Your instructions
Given the material below, return only the lines starting at the line with "radius in a fluid of" and ending at the line with "#[derive(Debug, Clone, Copy)]", exactly as they appear.

Given data
——————

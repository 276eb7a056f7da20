//! Rod-rod contact generation.
//!
//! Turns broad-phase candidate pairs into unilateral constraint blocks.
//! Work is partitioned over the collector's worker pools: pair chunk `k`
//! appends only to pool `k`, so the emission order is deterministic for a
//! fixed pool count and no locking is needed.

use nalgebra::Vector3;
use rayon::prelude::*;
use rod_constraint::{ConstraintBlock, ConstraintCollector};
use rod_types::{ResolveConfig, Rod};

use crate::geometry::{closest_points_segments, GEOM_EPSILON};

/// Per-rod reporting from a contact generation pass.
#[derive(Debug, Clone)]
pub struct ContactReport {
    /// Minimum axis-to-axis distance seen per rod over all candidate
    /// pairs, `INFINITY` for rods with no candidates.
    pub sepmin: Vec<f64>,
    /// Number of contacts whose normal fell back to the canonical
    /// direction because the closest points coincided.
    pub degenerate_normals: usize,
}

/// Generate unilateral contact blocks for the given candidate pairs.
///
/// For each pair the minimum distance `d` between the two axis segments is
/// computed; if `d <= r_i + r_j` (collision radii) a block is emitted with
/// gap `d - (r_i + r_j) * (1 + buffer)` and the force direction pointing
/// from the J-side closest point toward the I-side one. Closest points
/// closer than [`GEOM_EPSILON`] use the canonical +Z normal and are
/// counted in the report.
pub fn collect_pair_contacts(
    rods: &[Rod],
    pairs: &[(usize, usize)],
    collector: &mut ConstraintCollector,
    config: &ResolveConfig,
) -> ContactReport {
    let n_pools = collector.n_pools();
    let chunk_len = pairs.len().div_ceil(n_pools).max(1);
    let mut chunks: Vec<&[(usize, usize)]> = Vec::with_capacity(n_pools);
    for k in 0..n_pools {
        let start = (k * chunk_len).min(pairs.len());
        let end = ((k + 1) * chunk_len).min(pairs.len());
        chunks.push(&pairs[start..end]);
    }

    let worker_reports: Vec<(Vec<f64>, usize)> = collector
        .pools_mut()
        .par_iter_mut()
        .zip(chunks.par_iter())
        .map(|(pool, chunk)| {
            let mut sepmin = vec![f64::INFINITY; rods.len()];
            let mut degenerate = 0;

            for &(i, j) in chunk.iter() {
                let rod_i = &rods[i];
                let rod_j = &rods[j];
                let r_i = rod_i.radius * config.collision_radius_ratio;
                let r_j = rod_j.radius * config.collision_radius_ratio;

                let (tail_i, head_i) = rod_i.endpoints();
                let (tail_j, head_j) = rod_j.endpoints();
                let (p_i, p_j) = closest_points_segments(tail_i, head_i, tail_j, head_j);
                let dvec = p_i - p_j;
                let d = dvec.norm();

                sepmin[i] = sepmin[i].min(d);
                sepmin[j] = sepmin[j].min(d);

                if d > r_i + r_j {
                    continue;
                }

                let norm_i = if d < GEOM_EPSILON {
                    degenerate += 1;
                    Vector3::z()
                } else {
                    dvec / d
                };
                let delta0 = d - (r_i + r_j) * (1.0 + config.separation_buffer_contacts);
                pool.push(ConstraintBlock::contact(
                    rod_i.gid,
                    rod_j.gid,
                    rod_i.global_index,
                    rod_j.global_index,
                    delta0,
                    norm_i,
                    p_i,
                    p_j,
                    rod_i.position,
                    rod_j.position,
                ));
            }

            (sepmin, degenerate)
        })
        .collect();

    let mut sepmin = vec![f64::INFINITY; rods.len()];
    let mut degenerate_normals = 0;
    for (local, degenerate) in worker_reports {
        for (global, value) in sepmin.iter_mut().zip(local) {
            *global = global.min(value);
        }
        degenerate_normals += degenerate;
    }

    if degenerate_normals > 0 {
        tracing::warn!(
            count = degenerate_normals,
            "contact normals fell back to the canonical direction"
        );
    }

    ContactReport {
        sepmin,
        degenerate_normals,
    }
}
//! Slender-body drag coefficients and the block-diagonal mobility.

use nalgebra::{DVector, Matrix3, Vector3};
use rod_constraint::MobilityOperator;
use rod_types::{Rod, DOF_PER_ROD};

/// Drag coefficients of a slender sphero-cylinder.
///
/// Derived from the standard log-aspect-ratio formulas with
/// `b = -(1 + 2 ln(r / l))`:
///
/// ```text
/// zeta_para = 8 pi mu l / (2 b)
/// zeta_perp = 8 pi mu l / (b + 2)
/// zeta_rot  = 2 pi mu l^3 / (3 (b + 2))
/// ```
///
/// Valid for slender rods (`r / l` well below 1, so that `b > 0`).
#[derive(Debug, Clone, Copy, PartialEq)]
pub struct DragCoefficients {
    /// Translational drag along the rod axis.
    pub para: f64,
    /// Translational drag across the rod axis.
    pub perp: f64,
    /// Rotational drag about axes through the centre.
    pub rot: f64,
}

impl DragCoefficients {
    /// Coefficients for a rod of the given length and radius in a fluid of
    /// viscosity `mu`.
    #[must_use]
    pub fn slender_body(mu: f64, length: f64, radius: f64) -> Self {
        let b = -(1.0 + 2.0 * (radius / length).ln());
        let eight_pi_mu_l = 8.0 * std::f64::consts::PI * mu * length;
        Self {
            para: eight_pi_mu_l / (2.0 * b),
            perp: eight_pi_mu_l / (b + 2.0),
            rot: 2.0 * std::f64::consts::PI * mu * length.powi(3) / (3.0 * (b + 2.0)),
        }
    }
}

/// One rod's mobility: a translational and a rotational 3x3 block.
#[derive(Debug, Clone, Copy)]
struct MobilityBlock {
    trans: Matrix3<f64>,
    rot: Matrix3<f64>,
}

/// Block-diagonal slender-body mobility over a set of rods.
///
/// Per rod, with unit axis `q`:
///
/// ```text
/// M_trans = (1/zeta_para) q q^T + (1/zeta_perp) (I - q q^T)
/// M_rot   = (1/zeta_rot) I
/// ```
///
/// The rotational block is regularised to the identity times the inverse
/// rotational drag: the slender-body spin mobility about the axis has no
/// physical meaning for an axisymmetric rod, and the isotropic form keeps
/// the operator positive-definite.
///
/// # Example
///
/// ```
/// use nalgebra::{DVector, Point3, UnitQuaternion};
/// use rod_mobility::{MobilityOperator, RodDragMobility};
/// use rod_types::{Rod, RodId};
///
/// let rods = vec![Rod::new(
///     RodId::new(0), Point3::origin(), UnitQuaternion::identity(), 1.0, 0.1,
/// )];
/// let mobility = RodDragMobility::new(&rods, 1.0);
///
/// let mut force = DVector::zeros(6);
/// force[2] = 1.0; // push along the axis
/// let mut velocity = DVector::zeros(6);
/// mobility.apply(&force, &mut velocity);
/// assert!(velocity[2] > 0.0);
/// ```
#[derive(Debug, Clone)]
pub struct RodDragMobility {
    blocks: Vec<MobilityBlock>,
}

impl RodDragMobility {
    /// Build the mobility for the given rods in a fluid of viscosity `mu`.
    #[must_use]
    pub fn new(rods: &[Rod], mu: f64) -> Self {
        let blocks = rods
            .iter()
            .map(|rod| {
                let drag = DragCoefficients::slender_body(mu, rod.length, rod.radius);
                Self::block_for(rod.axis(), &drag)
            })
            .collect();
        Self { blocks }
    }

    /// Number of rods covered.
    #[must_use]
    pub fn rod_count(&self) -> usize {
        self.blocks.len()
    }

    fn block_for(axis: Vector3<f64>, drag: &DragCoefficients) -> MobilityBlock {
        let qq = axis * axis.transpose();
        let identity = Matrix3::identity();
        MobilityBlock {
            trans: qq / drag.para + (identity - qq) / drag.perp,
            rot: identity / drag.rot,
        }
    }
}

impl MobilityOperator for RodDragMobility {
    fn dofs(&self) -> usize {
        DOF_PER_ROD * self.blocks.len()
    }

    fn apply(&self, force: &DVector<f64>, velocity: &mut DVector<f64>) {
        debug_assert_eq!(force.len(), self.dofs());
        debug_assert_eq!(velocity.len(), self.dofs());
        for (i, block) in self.blocks.iter().enumerate() {
            let offset = DOF_PER_ROD * i;
            let f = Vector3::new(force[offset], force[offset + 1], force[offset + 2]);
            let t = Vector3::new(force[offset + 3], force[offset + 4], force[offset + 5]);
            let v = block.trans * f;
            let w = block.rot * t;
            for k in 0..3 {
                velocity[offset + k] = v[k];
                velocity[offset + 3 + k] = w[k];
            }
        }
    }
}

#[cfg(test)]
#[allow(clippy::unwrap_used, clippy::expect_used)]
mod tests {
    use super::*;
    use approx::assert_relative_eq;
    use nalgebra::{Point3, UnitQuaternion};
    use rod_types::RodId;

    fn rod(length: f64, radius: f64) -> Rod {
        Rod::new(
            RodId::new(0),
            Point3::origin(),
            UnitQuaternion::identity(),
            length,
            radius,
        )
    }

    #[test]
    fn test_drag_coefficients_slender_limit() {
        let drag = DragCoefficients::slender_body(1.0, 1.0, 0.05);
        // b = -(1 + 2 ln 0.05) = 4.99...
        assert!(drag.para > 0.0 && drag.perp > 0.0 && drag.rot > 0.0);
        // Pulling along the axis is easier than across it.
        assert!(drag.para < drag.perp);
        // Asymptotically perp drag approaches twice para drag.
        let ratio = drag.perp / drag.para;
        assert!(ratio > 1.0 && ratio < 2.0);
    }

    #[test]
    fn test_axis_force_uses_parallel_drag() {
        let r = rod(1.0, 0.1);
        let drag = DragCoefficients::slender_body(2.0, 1.0, 0.1);
        let mobility = RodDragMobility::new(&[r], 2.0);
        assert_eq!(mobility.dofs(), 6);
        assert_eq!(mobility.rod_count(), 1);

        // Force along the axis (z).
        let mut force = DVector::zeros(6);
        force[2] = 1.0;
        let mut velocity = DVector::zeros(6);
        mobility.apply(&force, &mut velocity);
        assert_relative_eq!(velocity[2], 1.0 / drag.para, epsilon = 1e-12);
        assert_relative_eq!(velocity[0], 0.0, epsilon = 1e-14);

        // Force across the axis (x).
        let mut force = DVector::zeros(6);
        force[0] = 1.0;
        let mut velocity = DVector::zeros(6);
        mobility.apply(&force, &mut velocity);
        assert_relative_eq!(velocity[0], 1.0 / drag.perp, epsilon = 1e-12);

        // Torque about any axis uses the regularised rotational drag.
        let mut force = DVector::zeros(6);
        force[4] = 1.0;
        let mut velocity = DVector::zeros(6);
        mobility.apply(&force, &mut velocity);
        assert_relative_eq!(velocity[4], 1.0 / drag.rot, epsilon = 1e-12);
    }

    #[test]
    fn test_blocks_are_independent() {
        let rods = vec![rod(1.0, 0.1), rod(2.0, 0.1)];
        let mobility = RodDragMobility::new(&rods, 1.0);
        assert_eq!(mobility.dofs(), 12);

        let mut force = DVector::zeros(12);
        force[2] = 1.0;
        let mut velocity = DVector::zeros(12);
        mobility.apply(&force, &mut velocity);

        // Only the first rod moves.
        for k in 6..12 {
            assert_relative_eq!(velocity[k], 0.0, epsilon = 1e-14);
        }
        assert!(velocity[2] > 0.0);
    }

    #[test]
    fn test_mobility_is_positive_on_diagonal() {
        let r = rod(0.6, 0.1);
        let mobility = RodDragMobility::new(&[r], 1.0);
        for k in 0..6 {
            let mut force = DVector::zeros(6);
            force[k] = 1.0;
            let mut velocity = DVector::zeros(6);
            mobility.apply(&force, &mut velocity);
            assert!(velocity[k] > 0.0, "diagonal entry {k} not positive");
        }
    }
}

——————

Result for this exercise
    /// Coefficients for a rod of the given length and radius in a fluid of
    /// viscosity `mu`.
    #[must_use]
    pub fn slender_body(mu: f64, length: f64, radius: f64) -> Self {
        let b = -(1.0 + 2.0 * (radius / length).ln());
        let eight_pi_mu_l = 8.0 * std::f64::consts::PI * mu * length;
        Self {
            para: eight_pi_mu_l / (2.0 * b),
            perp: eight_pi_mu_l / (b + 2.0),
            rot: 2.0 * std::f64::consts::PI * mu * length.powi(3) / (3.0 * (b + 2.0)),
        }
    }
}

/// One rod's mobility: a translational and a rotational 3x3 block.
#[derive(Debug, Clone, Copy)]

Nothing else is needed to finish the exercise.